Q2 我订了同一个基因的三个果蝇品系ABC,发现这三个果蝇的表型差异很大(并没有用gal4驱动),我想知道:都是定点插入的line,为什么差别会这么大?是插入位点不一样还是拷贝数不一样?同时我想知道attp2和attp40的插入位点是什么?只有一个位点还是有很多个?
另外再问一个我疑惑的很久的问题,用pUAST做转基因果蝇的时候,因为pUAST上带有一个红眼的标记,所以可以通过眼睛的颜色来判断是否插入成功。我注意到你们的载体是没有带标记的,那你们怎么检验自己的RNAi果蝇是已经定点插入成功的呢?
还有一个问题,有什么3号上的balancer,能在larvae期识别出来的(TM6B不算,因为我觉得比较难认)?

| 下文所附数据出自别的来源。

//! Database facade.

use crate::catalog::Catalog;
use crate::checkpoint::{capture, validate_name, CaptureState, CheckpointImage, CheckpointInfo, CheckpointStore};
use crate::config::{CheckpointConfig, DatabaseConfig, QueryTimestamp, SessionConfig, TimestampConfig};
#[cfg(feature = "std")]
use crate::dir::DatabaseDir;
use crate::error::{BusyKind, CoreError, CoreResult};
use crate::recovery::{recover, Recovered};
use crate::schema::TableFormat;
use crate::session::Session;
use crate::stats::{DatabaseStats, StatsSnapshot};
use crate::txn::{PreparedRecord, TransactionManager};
use crate::types::Timestamp;
#[cfg(feature = "std")]
use std::path::Path;
use std::sync::Arc;
use std::time::{SystemTime, UNIX_EPOCH};

/// State shared by a database and its sessions.
#[derive(Debug)]
pub(crate) struct Engine {
    pub(crate) config: DatabaseConfig,
    pub(crate) catalog: Catalog,
    pub(crate) txns: TransactionManager,
    pub(crate) checkpoints: CheckpointStore,
    pub(crate) stats: Arc<DatabaseStats>,
    /// Home directory (holds the lock). None for in-memory databases.
    #[cfg(feature = "std")]
    dir: Option<DatabaseDir>,
}

impl Engine {
    /// Takes a checkpoint and stores it in memory and, for home-directory
    /// databases, on disk.
    pub(crate) fn checkpoint(&self, config: &CheckpointConfig) -> CoreResult<CheckpointInfo> {
        let name = config.effective_name();
        validate_name(name)?;
        let _running = self.checkpoints.begin()?;
        let sequence = self.checkpoints.next_sequence();
        let created_ms = SystemTime::now()
            .duration_since(UNIX_EPOCH)
            .unwrap_or_default()
            .as_millis() as u64;

        let image = {
            let _frozen = self.txns.freeze();
            let state = CaptureState {
                clocks: self.txns.clock().get(),
                prepared: self.txns.prepared(),
                next_txn_id: self.txns.next_id(),
            };
            capture(name, sequence, created_ms, &self.catalog, &state)
        };

        #[cfg(feature = "std")]
        if let Some(dir) = &self.dir {
            let data = crate::checkpoint::encode(&image)?;
            dir.save_checkpoint(name, &data, self.config.sync_checkpoints)?;
        }

        let info = CheckpointInfo::of(&image);
        self.checkpoints.install(Arc::new(image));
        self.txns.clock().set_last_checkpoint(info.stable);
        self.stats.record_checkpoint();
        tracing::info!(
            checkpoint = %info.name,
            sequence,
            stable = %info.stable,
            tables = info.tables.len(),
            prepared = info.prepared,
            "checkpoint complete"
        );
        self.prune();
        Ok(info)
    }

    /// Discards history no running reader can see.
    pub(crate) fn prune(&self) {
        let horizon = self.txns.horizon();
        let oldest = self.txns.pinned_oldest();
        let mut discarded = 0;
        for table in self.catalog.tables() {
            let keep_tombstones = table.format().is_fixed_column();
            discarded += table.tree.write().prune(horizon, oldest, keep_tombstones);
        }
        if discarded > 0 {
            self.stats.record_versions_discarded(discarded as u64);
            tracing::debug!(discarded, %oldest, "discarded obsolete versions");
        }
    }
}

/// The main database handle.
///
/// `Database` is the entry point of RangeDB. It provides:
/// - Sessions, which run transactions and open cursors
/// - The global oldest and stable timestamps
/// - Checkpoints and recovery from them
/// - Rollback to the stable timestamp
///
/// # Opening a Database
///
/// Use `Database::open()` to open a database from a home directory:
///
/// ```rust,ignore
/// use rangedb_core::{Database, TableConfig};
/// use std::path::Path;
///
/// let db = Database::open(Path::new("my_home"))?;
/// let session = db.open_session();
/// session.create("table:t", "key_format=q,value_format=S".parse()?)?;
///
/// let mut cursor = session.open_cursor("table:t", Default::default())?;
/// cursor.set_key(1i64);
/// cursor.set_value("one");
/// cursor.insert()?;
/// ```
///
/// # In-Memory Databases
///
/// For testing, use `Database::open_in_memory()`. Checkpoints of an
/// in-memory database live in memory and [`Database::restart`] recovers
/// from them:
///
/// ```rust,ignore
/// let mut db = Database::open_in_memory()?;
/// // ... writes, db.open_session().checkpoint(&Default::default())? ...
/// db.restart(None)?;
/// ```
#[derive(Debug)]
pub struct Database {
    engine: Arc<Engine>,
}

impl Database {
    /// Opens a fresh in-memory database.
    pub fn open_in_memory() -> CoreResult<Self> {
        Self::open_in_memory_with_config(DatabaseConfig::default())
    }

    /// Opens a fresh in-memory database with custom configuration.
    pub fn open_in_memory_with_config(config: DatabaseConfig) -> CoreResult<Self> {
        config.validate()?;
        let engine = Self::build(
            config,
            Vec::new(),
            #[cfg(feature = "std")]
            None,
        )?;
        Ok(Self { engine })
    }

    /// Opens a database from a home directory.
    ///
    /// The method:
    /// - Creates the directory if it doesn't exist (unless `create_if_missing` is false)
    /// - Acquires an exclusive lock to prevent concurrent access
    /// - Loads every checkpoint image in the home
    /// - Recovers from the newest one (or `recover_from`)
    ///
    /// # Errors
    ///
    /// Returns an error if:
    /// - Another process has the database locked (`DatabaseLocked`)
    /// - A checkpoint image is damaged (`CorruptCheckpoint`)
    /// - I/O errors occur
    #[cfg(feature = "std")]
    pub fn open(path: &Path) -> CoreResult<Self> {
        Self::open_with_config(path, DatabaseConfig::default())
    }

    /// Opens a database from a home directory with custom configuration.
    #[cfg(feature = "std")]
    pub fn open_with_config(path: &Path, config: DatabaseConfig) -> CoreResult<Self> {
        config.validate()?;
        let dir = DatabaseDir::open(path, config.create_if_missing)?;
        let names = dir.list_checkpoints()?;
        if config.error_if_exists && !names.is_empty() {
            return Err(CoreError::invalid_argument(format!(
                "database already exists in {} and error_if_exists is set",
                path.display()
            )));
        }
        let mut images = Vec::with_capacity(names.len());
        for name in &names {
            let image = crate::checkpoint::decode(&dir.load_checkpoint(name)?)?;
            images.push(Arc::new(image));
        }
        let engine = Self::build(config, images, Some(dir))?;
        Ok(Self { engine })
    }

    fn build(
        config: DatabaseConfig,
        images: Vec<Arc<CheckpointImage>>,
        #[cfg(feature = "std")] dir: Option<DatabaseDir>,
    ) -> CoreResult<Arc<Engine>> {
        let stats = Arc::new(DatabaseStats::new());
        let Recovered {
            catalog,
            txns,
            checkpoints,
        } = recover(&config, images, &stats)?;
        Ok(Arc::new(Engine {
            config,
            catalog,
            txns,
            checkpoints,
            stats,
            #[cfg(feature = "std")]
            dir,
        }))
    }

    /// Simulates a crash and restart: every table is rebuilt from checkpoint
    /// `checkpoint` (the newest when `None`) and all other state is lost.
    ///
    /// Fails with `Busy` while sessions are open.
    pub fn restart(&mut self, checkpoint: Option<&str>) -> CoreResult<()> {
        let engine = Arc::get_mut(&mut self.engine).ok_or_else(|| {
            CoreError::busy(BusyKind::Dhandle, "sessions are still open on the database")
        })?;
        if let Some(name) = checkpoint {
            engine.checkpoints.image(name)?;
        }
        let mut config = engine.config.clone();
        config.recover_from = checkpoint.map(str::to_string);
        let images = engine.checkpoints.images();
        #[cfg(feature = "std")]
        let dir = engine.dir.take();
        tracing::info!(checkpoint = ?checkpoint, "restarting database");
        self.engine = Self::build(
            config,
            images,
            #[cfg(feature = "std")]
            dir,
        )?;
        Ok(())
    }

    /// Opens a session with default settings.
    #[must_use]
    pub fn open_session(&self) -> Session {
        self.open_session_with_config(SessionConfig::default())
    }

    /// Opens a session with custom settings.
    #[must_use]
    pub fn open_session_with_config(&self, config: SessionConfig) -> Session {
        Session::new(Arc::clone(&self.engine), config)
    }

    /// Advances the oldest and/or stable timestamps.
    ///
    /// Moving `oldest` forward discards history no reader can ask for.
    pub fn set_timestamp(&self, config: &TimestampConfig) -> CoreResult<()> {
        if self.engine.txns.set_timestamp(config)? {
            self.engine.prune();
        }
        Ok(())
    }

    /// Reads one of the global timestamps.
    #[must_use]
    pub fn query_timestamp(&self, which: QueryTimestamp) -> Timestamp {
        self.engine.txns.query(which)
    }

    /// Removes every committed version that is not durable at the stable
    /// timestamp. Returns the number of versions and page deletes removed.
    ///
    /// Fails with `Busy(UncommittedData)` while any transaction is running.
    pub fn rollback_to_stable(&self) -> CoreResult<usize> {
        let engine = &self.engine;
        let _frozen = engine.txns.freeze();
        if engine.txns.has_running() {
            return Err(CoreError::busy(
                BusyKind::UncommittedData,
                "rollback to stable requires that no transaction is running",
            ));
        }
        let stable = engine.txns.clock().get().stable;
        let removed: usize = engine
            .catalog
            .tables()
            .iter()
            .map(|t| t.tree.write().rollback_to_stable(stable))
            .sum();
        tracing::info!(%stable, removed, "rolled back to stable");
        Ok(removed)
    }

    /// Takes a checkpoint outside any session.
    pub fn checkpoint(&self, config: &CheckpointConfig) -> CoreResult<CheckpointInfo> {
        self.engine.checkpoint(config)
    }

    /// Summaries of every checkpoint, oldest first.
    #[must_use]
    pub fn checkpoints(&self) -> Vec<CheckpointInfo> {
        self.engine.checkpoints.list()
    }

    /// The image of checkpoint `name`.
    pub fn checkpoint_image(&self, name: &str) -> CoreResult<Arc<CheckpointImage>> {
        self.engine.checkpoints.image(name)
    }

    /// Prepared transactions reinstated by recovery that no session has claimed.
    #[must_use]
    pub fn unclaimed_prepared(&self) -> Vec<PreparedRecord> {
        self.engine.txns.unclaimed_prepared()
    }

    /// URIs of every table and index.
    #[must_use]
    pub fn tables(&self) -> Vec<String> {
        self.engine
            .catalog
            .tables()
            .iter()
            .map(|t| t.uri().to_string())
            .collect()
    }

    /// The format of table or index `uri`.
    pub fn table_format(&self, uri: &str) -> CoreResult<TableFormat> {
        Ok(self.engine.catalog.get(uri)?.format().clone())
    }

    /// Returns a point-in-time copy of the statistics.
    #[must_use]
    pub fn stats(&self) -> StatsSnapshot {
        self.engine.stats.snapshot()
    }

    /// The home directory, for databases opened from one.
    #[cfg(feature = "std")]
    #[must_use]
    pub fn path(&self) -> Option<&Path> {
        self.engine.dir.as_ref().map(DatabaseDir::path)
    }
}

A2 这三个品系表型差异大主要是因为使用的小hairpin靶点不一样。另外我们也发现现在用的RNAi载体有basal level的表达。这样即使没有配Gal4,也会有微量的hairpin表达。大多数的情况下这种微量的表达是没有问题的。但看来你研究的这个基因刚好碰到这种微量hairpin表达也有部分敲除效应的情况。attp2和attp40两个插入位点分别在3号和2号染色体上,而且都是只有一个插入位点。倪老师之前发表的nature methods里有提到。
我们的RNAi载体是用vermilion+标记的,这样从朱砂色突变眼的果蝇中可以挑出野生型眼色的成功插入。
TM6B在2龄3龄larvae期已经算是好认的了。另外常用的有所谓green balancer等,是用荧光标记的,理论上embryo期都可以看到。但如果你们没有带荧光的体视镜也没法用。我之前用过一个CyO,Kr-GFP
的,没有想像的好用。另外这些品系可能要到Bloomington订,我们这里也许只有Jose老师有一些,我可以帮你问一下。不过你可以上Bloomington网上先查一下。
那个RNAi载体有微量表达的情况对你的实验结果理论上应该没有影响。你应该可以配上Gal4后先观察这三株的表型,另外看看它们表型差异是不是很大。
Q3 关于三株果蝇,我又有一个问题,通过Real Time qPCR检测,我发现A株的目标基因呈过表达状态(对照为attp2 Trip control 36303
),Elav>2516:Elav>36303
约为2(取头部),Da>2516:Da>36303
约为4(取全身),而B株和C株都为RNAi状态,因而我想问一下,贵处的RNAi果蝇出现overexpression是否属正常现象,还是我的检查方法有误?A株是RNAi还是overexpression?
A3 A株用的是long dsRNA敲除目标基因,而另两个用的是shRNA。你的qPCR引物要是刚好在long dsRNA内部就有问题了。其实还是抗体染色看蛋白质变化比较可靠。
Q4 关于A株的问题,按照你的提示,我用UCSC的Blat进行比对,证实了我的QPCR引物确实落在了long dsRNA内部,但当我在比对B株和C株的shRNA序列时,发现不仅可以找出目标基因Unr,还可以找出一个无关基因mir-1 (2L:20,487,441..20,487,531 )
,对此我十分疑惑,由于此信息对我的实验影响比较大,希望你能帮忙解答~
A4 这应该是因为我们的hairpin是基于mir-1来设计的,以保证shRNA表达的稳定性。
Q5 那mir-1会被干扰吗?因为我注意到果蝇出现的表型与flybase上mir-1基因报道的表型比较类似,不知你们是否可以排除mir-1被干扰的情况?
A5 mir-1不会被干扰,因为mir-1的21个nt已经被替换了。我们实际上用的是mir-1的scaffold。
&Q 关于在贵处订的果蝇,我有一个疑问,为什么flySAM2.0激活的果蝇没有特别明显的表型?
&A flySAM激活系统表达具有组织器官特异性,而且表达效果因基因而异,因此我们不能保证所有的转基因激活果蝇都可以有效工作,具体表达情况可能需要您需要检测手段检测目的基因表达量的变化。